At this point, nothing short of the blunder to end all blunders can prevent Trump from winning the nomination.
This never-before seen situation begs an important question: How will the Republican leadership handle their predicament? With murmurs of a contested convention being combated by murmurs of riots, a candidate has never garnered so much support from responding to threats with threats.
Traditionally, the high road was considered more fitting of a presidential candidate. In the midst of an unpredictable election season, one thing is obvious from what’s transpired in recent weeks.
Like it or not, Donald Trump is a force to be reckoned with, and regardless of how senile some may think his words to be, they now carry significant weight.
As Americans view Trump’s metamorphosis from facetious to legitimate, it’s important people redress the way they’ve been conditioned to think about him. He’s now a legitimate candidate for President of the United States; his words and actions must be viewed in that context.

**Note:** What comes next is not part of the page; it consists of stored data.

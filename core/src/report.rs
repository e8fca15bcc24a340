//! Curator-facing result packaging.
//!
//! Assembles ranked influences, scores, constraint outcomes, and explanation
//! paths into the [`Report`] structure consumed as structured data or
//! rendered to plain text by the pipeline crate.

use crate::types::{
    ConstraintResult, EventAttributes, EvidenceBundle, ExplanationPath, Mechanism,
    MechanismDistribution, NodeId, PredictionSource, ScoredPrediction, Subgraph,
};
use serde::{Deserialize, Serialize};

/// Final-score threshold for the high-confidence bucket (exclusive).
pub const HIGH_CONFIDENCE: f64 = 0.7;
/// Final-score threshold for the medium-confidence bucket (inclusive lower bound).
pub const MEDIUM_CONFIDENCE: f64 = 0.5;

/// Maximum number of influences carried in a report.
pub const MAX_INFLUENCES: usize = 10;

/// Summary of the local event under examination.
#[derive(Debug, Clone, Default, Serialize, Deserialize)]
pub struct LocalEventSummary {
    pub id: NodeId,
    pub name: String,
    pub exhibit_name: Option<String>,
    pub date: Option<String>,
    pub location: String,
    pub description: String,
}

/// Summary of a candidate global event.
#[derive(Debug, Clone, Default, Serialize, Deserialize)]
pub struct GlobalEventSummary {
    pub id: NodeId,
    pub name: String,
    pub date: Option<String>,
    pub location: String,
    pub description: String,
}

/// Counts of collected evidence per channel.
#[derive(Debug, Clone, Copy, Default, Serialize, Deserialize)]
pub struct EvidenceSummary {
    pub total_snippets: usize,
    pub wikipedia_snippets: usize,
    pub entity_mentions: usize,
    pub commodities: usize,
}

impl EvidenceSummary {
    /// Summarizes an evidence bundle.
    pub fn from_bundle(evidence: &EvidenceBundle) -> Self {
        Self {
            total_snippets: evidence.raw_text_evidence.len(),
            wikipedia_snippets: evidence.wikipedia_snippets.len(),
            entity_mentions: evidence.entity_mentions.len(),
            commodities: evidence.related_commodities.len(),
        }
    }
}

/// Discovery statistics bucketed by final score.
#[derive(Debug, Clone, Copy, Default, Serialize, Deserialize)]
pub struct DiscoveryStatistics {
    pub total_candidates: usize,
    /// Final score > 0.7.
    pub high_confidence: usize,
    /// Final score in [0.5, 0.7].
    pub medium_confidence: usize,
    /// Final score < 0.5.
    pub low_confidence: usize,
}

impl DiscoveryStatistics {
    /// Buckets the scored predictions.
    pub fn from_scored(scored: &[ScoredPrediction]) -> Self {
        Self {
            total_candidates: scored.len(),
            high_confidence: scored.iter().filter(|p| p.final_score > HIGH_CONFIDENCE).count(),
            medium_confidence: scored
                .iter()
                .filter(|p| {
                    p.final_score >= MEDIUM_CONFIDENCE && p.final_score <= HIGH_CONFIDENCE
                })
                .count(),
            low_confidence: scored
                .iter()
                .filter(|p| p.final_score < MEDIUM_CONFIDENCE)
                .count(),
        }
    }
}

/// The reliability components surfaced to the curator.
#[derive(Debug, Clone, Copy, Serialize, Deserialize)]
pub struct ReliabilityComponents {
    pub directness: f64,
    pub source_consistency: f64,
    pub temporal_proximity: f64,
}

/// One ranked influence in the report.
#[derive(Debug, Clone, Serialize, Deserialize)]
pub struct Influence {
    pub global_event: GlobalEventSummary,
    pub causal_strength: f32,
    /// Reliability on the 0-100 display scale.
    pub reliability_score: f64,
    pub final_score: f64,
    /// Label of the most probable mechanism.
    pub mechanism: String,
    pub mechanism_probs: MechanismDistribution,
    pub constraints: ConstraintResult,
    pub evidence_strength: f64,
    pub reliability_components: ReliabilityComponents,
    /// Provenance of the causal-strength score.
    pub prediction_source: PredictionSource,
    pub explanation_paths: Vec<ExplanationPath>,
}

impl Influence {
    /// The top mechanism as a typed value.
    pub fn top_mechanism(&self) -> Mechanism {
        self.mechanism_probs.top()
    }
}

/// The packaged result for one curator query.
#[derive(Debug, Clone, Default, Serialize, Deserialize)]
pub struct Report {
    pub local_event: LocalEventSummary,
    pub evidence_summary: EvidenceSummary,
    pub statistics: DiscoveryStatistics,
    pub top_influences: Vec<Influence>,
}

/// Assembles reports from scored predictions and their explanation paths.
#[derive(Debug, Clone, Default)]
pub struct ResultPackager;

impl ResultPackager {
    /// Packages the ranked results for curator review.
    ///
    /// `paths` must be parallel to `scored` (one path list per prediction);
    /// missing entries render as influences without explanation paths.
    pub fn package(
        &self,
        local_event: LocalEventSummary,
        scored: &[ScoredPrediction],
        paths: &[Vec<ExplanationPath>],
        evidence: &EvidenceBundle,
        subgraph: &Subgraph,
    ) -> Report {
        let statistics = DiscoveryStatistics::from_scored(scored);

        let top_influences = scored
            .iter()
            .enumerate()
            .take(MAX_INFLUENCES)
            .map(|(rank, prediction)| {
                let attributes = subgraph
                    .node(&prediction.prediction.global_event_id)
                    .map(|n| n.attributes.clone())
                    .unwrap_or_default();
                self.influence(
                    prediction,
                    attributes,
                    paths.get(rank).cloned().unwrap_or_default(),
                )
            })
            .collect();

        Report {
            local_event,
            evidence_summary: EvidenceSummary::from_bundle(evidence),
            statistics,
            top_influences,
        }
    }

    fn influence(
        &self,
        scored: &ScoredPrediction,
        attributes: EventAttributes,
        explanation_paths: Vec<ExplanationPath>,
    ) -> Influence {
        Influence {
            global_event: GlobalEventSummary {
                id: scored.prediction.global_event_id.clone(),
                name: attributes.name,
                date: attributes.date.map(|d| d.to_string()),
                location: attributes.location,
                description: attributes.description,
            },
            causal_strength: scored.prediction.causal_strength,
            reliability_score: scored.reliability.percent(),
            final_score: scored.final_score,
            mechanism: scored.prediction.mechanisms.top().label().to_string(),
            mechanism_probs: scored.prediction.mechanisms.clone(),
            constraints: scored.constraints,
            evidence_strength: scored.evidence_strength,
            reliability_components: ReliabilityComponents {
                directness: scored.reliability.directness,
                source_consistency: scored.reliability.source_consistency,
                temporal_proximity: scored.reliability.temporal_proximity,
            },
            prediction_source: scored.prediction.source.clone(),
            explanation_paths,
        }
    }
}
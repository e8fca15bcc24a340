//! # Causeway Reasoning
//!
//! The prediction-producing stages of the Causeway pipeline: the
//! text-similarity index and candidate generator, the per-query subgraph
//! constructor, the deterministic GCN embedding model, the dual-mode link
//! predictor, and mechanism-type inference.
//!
//! Everything here consumes and produces types from `causeway_core`; the
//! orchestration that wires these stages into one request lives in
//! `causeway_pipeline`.

pub mod candidates;
pub mod gcn;
pub mod mechanism;
pub mod predictor;
pub mod subgraph;
pub mod text_index;

pub use candidates::{CandidateGenerator, GeneratorConfig};
pub use gcn::{normalized_adjacency, GcnConfig, GcnModel};
pub use mechanism::MechanismInference;
pub use predictor::{LinkPredictor, PredictorConfig};
pub use subgraph::{SubgraphBuilder, SubgraphConfig};
pub use text_index::{tokenize, TextIndex};
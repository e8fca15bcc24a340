//! Graph-convolutional embedding model.
//!
//! A small stacked GCN evaluated in inference mode only: each layer computes
//! `A_hat · X · W + b` over the symmetric-normalized adjacency (with self
//! loops), followed by row-wise layer normalization and, for all but the
//! last layer, a ReLU nonlinearity (dropout is the identity at inference).
//! Residual addition applies between consecutive layers whenever their
//! dimensions match.
//!
//! Weights are initialized from a seeded RNG, so embeddings are fully
//! deterministic for a given configuration.

use ndarray::{Array1, Array2, Axis};
use rand::distributions::{Distribution, Uniform};
use rand::SeedableRng;
use rand_chacha::ChaCha8Rng;
use serde::{Deserialize, Serialize};

/// Model shape and determinism knobs.
#[derive(Debug, Clone, Copy, Serialize, Deserialize)]
pub struct GcnConfig {
    /// Input feature dimensionality.
    pub input_dim: usize,
    /// Hidden layer dimensionality.
    pub hidden_dim: usize,
    /// Output embedding dimensionality.
    pub output_dim: usize,
    /// Number of stacked graph-convolution layers (>= 2).
    pub num_layers: usize,
    /// Dropout rate; identity at inference, kept for configuration parity.
    pub dropout: f32,
    /// RNG seed for weight initialization.
    pub seed: u64,
}

impl Default for GcnConfig {
    fn default() -> Self {
        Self {
            input_dim: 10,
            hidden_dim: 64,
            output_dim: 32,
            num_layers: 3,
            dropout: 0.2,
            seed: 42,
        }
    }
}

/// One graph-convolution layer.
#[derive(Debug, Clone)]
struct GcnLayer {
    weight: Array2<f32>,
    bias: Array1<f32>,
}

impl GcnLayer {
    /// Glorot-uniform initialization from the shared seeded RNG.
    fn init(rng: &mut ChaCha8Rng, in_dim: usize, out_dim: usize) -> Self {
        let bound = (6.0 / (in_dim + out_dim) as f32).sqrt();
        let dist = Uniform::new(-bound, bound);
        let weight =
            Array2::from_shape_fn((in_dim, out_dim), |_| dist.sample(rng));
        Self {
            weight,
            bias: Array1::zeros(out_dim),
        }
    }
}

/// The stacked GCN embedding model, evaluated in inference mode only.
#[derive(Debug, Clone)]
pub struct GcnModel {
    layers: Vec<GcnLayer>,
    config: GcnConfig,
}

impl GcnModel {
    /// Builds the model with deterministically initialized weights.
    pub fn new(config: GcnConfig) -> Self {
        let mut rng = ChaCha8Rng::seed_from_u64(config.seed);
        let num_layers = config.num_layers.max(2);

        let mut dims = Vec::with_capacity(num_layers + 1);
        dims.push(config.input_dim);
        for _ in 0..num_layers - 1 {
            dims.push(config.hidden_dim);
        }
        dims.push(config.output_dim);

        let layers = dims
            .windows(2)
            .map(|pair| GcnLayer::init(&mut rng, pair[0], pair[1]))
            .collect();

        Self { layers, config }
    }

    /// The model configuration.
    pub fn config(&self) -> &GcnConfig {
        &self.config
    }

    /// Computes node embeddings for a feature matrix over a normalized
    /// adjacency (see [`normalized_adjacency`]).
    ///
    /// Returns one `output_dim` row per node.
    pub fn embed(&self, features: &Array2<f32>, adjacency: &Array2<f32>) -> Array2<f32> {
        let mut x = features.clone();
        for (i, layer) in self.layers.iter().enumerate() {
            let mut next = adjacency.dot(&x).dot(&layer.weight) + &layer.bias;
            layer_normalize(&mut next);

            let is_last = i == self.layers.len() - 1;
            if !is_last {
                next.mapv_inplace(|v| v.max(0.0));
                // Dropout would apply here during training; inference is identity.
            }

            // Residual addition when consecutive dimensions match.
            if i > 0 && x.ncols() == next.ncols() {
                x = x + next;
            } else {
                x = next;
            }
        }
        x
    }

    /// Mean-pools the embeddings of the given node rows into one scalar,
    /// clamped into [0, 1].
    pub fn pool_path_score(&self, embeddings: &Array2<f32>, path: &[usize]) -> f32 {
        if path.is_empty() {
            return 0.0;
        }
        let mut sum = 0.0f32;
        let mut count = 0usize;
        for &idx in path {
            if idx >= embeddings.nrows() {
                continue;
            }
            let row = embeddings.row(idx);
            sum += row.sum();
            count += row.len();
        }
        if count == 0 {
            return 0.0;
        }
        (sum / count as f32).clamp(0.0, 1.0)
    }
}

/// Row-wise layer normalization (zero mean, unit variance per node).
fn layer_normalize(x: &mut Array2<f32>) {
    for mut row in x.axis_iter_mut(Axis(0)) {
        let n = row.len() as f32;
        if n == 0.0 {
            continue;
        }
        let mean = row.sum() / n;
        let variance = row.iter().map(|v| (v - mean).powi(2)).sum::<f32>() / n;
        let denom = (variance + 1e-5).sqrt();
        row.mapv_inplace(|v| (v - mean) / denom);
    }
}

/// Builds the symmetric-normalized adjacency with self loops:
/// `D^{-1/2} (A + I) D^{-1/2}`, with `A` taken from the directed edge list.
pub fn normalized_adjacency(num_nodes: usize, edges: &[(usize, usize)]) -> Array2<f32> {
    let mut adjacency = Array2::<f32>::eye(num_nodes);
    for &(source, target) in edges {
        if source < num_nodes && target < num_nodes {
            adjacency[[source, target]] = 1.0;
        }
    }

    let degrees: Vec<f32> = adjacency
        .axis_iter(Axis(0))
        .map(|row| row.sum())
        .collect();

    for i in 0..num_nodes {
        for j in 0..num_nodes {
            if adjacency[[i, j]] != 0.0 {
                adjacency[[i, j]] /= (degrees[i] * degrees[j]).sqrt().max(1e-6);
            }
        }
    }
    adjacency
}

It remains to be seen whether or not the RNC will attempt to schedule more debates. With the race for the nomination wrapping up and the remaining primaries spread few and far between, the most important event to look for is a contested convention in July when the delegates meet to select the nomination.
Will the delegates be freed from their provincial obligations and instead be up for grabs, or will Trump run away with the nomination and face the likely Democratic nominee, former Secretary of State Hillary Clinton?
Jonathan Deemer is a freshman International Relations major.